Jig-day was set for July 24, 1944. To the Fourth Division went the task of making the assault landing. The Second Division was to land on J plus 1, and the U. S. Army's Twenty-seventh Division was to be held on Saipan in reserve. Marines will remember their surprise when the operation maps were first unfolded. The two beaches selected for the landing were but 65 and 130 yards wide. It seemed impossible that an entire division could be put ashore, against opposition, on these two tiny stretches of sand. Never in the course of the Pacific war had a unit of division strength tried to land on any beach smaller than twice the size of these two combined.

It was precisely this fact, that the landing seemed impossible upon which the generals counted to fool the enemy. For if it seemed impossible to us, it certainly would also seem impossible to the Japs. Assuming this, we expected them to devote their main effort to defending the larger and more accessible beach at Tinian Town, on the southern half of the island. We would, so to speak, sneak in the back door while the Japs waited at the front. Added to this was the advantage of covering and supporting the landing by Corps Artillery based on Saipan.

Our theory was substantiated by reconnaissance carried on before the landing. Aerial reconnaissance was made by virtually the entire General Staff, including General Cates himself, regimental, and battalion commanders.
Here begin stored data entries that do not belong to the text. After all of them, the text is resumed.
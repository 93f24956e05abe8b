//! Error types shared by every stage of a build

use std::io;
use std::path::PathBuf;
use thiserror::Error;

/// Result alias used across the crate
pub type Result<T, E = Error> = std::result::Result<T, E>;

/// Errors raised while loading content or rendering pages
#[derive(Debug, Error)]
pub enum Error {
    #[error("Source not found: {0}")]
    SourceNotFound(PathBuf),

    #[error("Failed to read `{path}`")]
    SourceRead {
        path: PathBuf,
        #[source]
        source: io::Error,
    },

    #[error("Malformed metadata in `{file}`: {reason}")]
    MalformedMetadata { file: String, reason: String },

    #[error("Site config not found: {0}")]
    ConfigNotFound(PathBuf),

    #[error("Failed to parse site config `{path}`: {reason}")]
    ConfigParse { path: PathBuf, reason: String },

    #[error("Template not found: {0}")]
    TemplateNotFound(String),

    #[error("Failed to render template `{template}`: {source}")]
    Render {
        template: String,
        #[source]
        source: Box<dyn std::error::Error + Send + Sync>,
    },

    #[error("Failed to build template variables")]
    Variables(#[from] serde_json::Error),

    #[error("Failed to write `{path}`")]
    OutputWrite {
        path: PathBuf,
        #[source]
        source: io::Error,
    },

    #[error("Render job `{job}` aborted: {reason}")]
    JobAborted { job: &'static str, reason: String },

    #[error("{} render jobs failed: {}", .0.len(), join_errors(.0))]
    RenderJobs(Vec<Error>),
}

impl Error {
    pub(crate) fn malformed(file: &str, reason: impl Into<String>) -> Self {
        Error::MalformedMetadata {
            file: file.to_string(),
            reason: reason.into(),
        }
    }

    pub(crate) fn write(path: impl Into<PathBuf>, source: io::Error) -> Self {
        Error::OutputWrite {
            path: path.into(),
            source,
        }
    }
}

fn join_errors(errors: &[Error]) -> String {
    errors
        .iter()
        .map(|e| e.to_string())
        .collect::<Vec<_>>()
        .join("; ")
}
This was another "first" for the Division, the first time in the Pacific that a planning phase included such complete reconnaissance of an enemy-held base by the key officers of an assault force.

Documents captured on Saipan further supported the theory. Everything indicated that the Japanese believed the White Beaches on the northwestern side of the island to be too small to accommodate our heavy equipment, tanks, artillery, bulldozers, and trucks. With an estimated 9,000 troops to defend the island, which was approximately 25 square miles smaller than Saipan, the enemy would be forced to commit the main body of his troops at one or the other end of the island.

Aerial reconnaissance showed that the enemy was devoting most of his defensive preparations to the beaches at Tinian Town, working at night to construct numerous bunkers, pillboxes, and trenches. There was evidence that the beach was heavily mined. The streets of Tinian Town were fortified by an intricate system of bunkers which commanded all streets and intersections.

In a sense this was gratifying, for it indicated that our estimate of the situation was correct. We encouraged the defenders in their belief by concentrating most of our day to day bombardment on the town and on its beaches. The theory was further substantiated by the results of several reconnaissance missions performed by the Fifth Amphibious Corps Reconnaissance Battalion. Landing undetected from rubber boats on the nights of July 10 and 11, the scouts found that Beaches White 1 and 2 were very lightly defended and that the rough coral ledges on each side of the sandy portion of the beaches could be surmounted by foot troops, thus extending the width of the landing areas one or two hundred yards.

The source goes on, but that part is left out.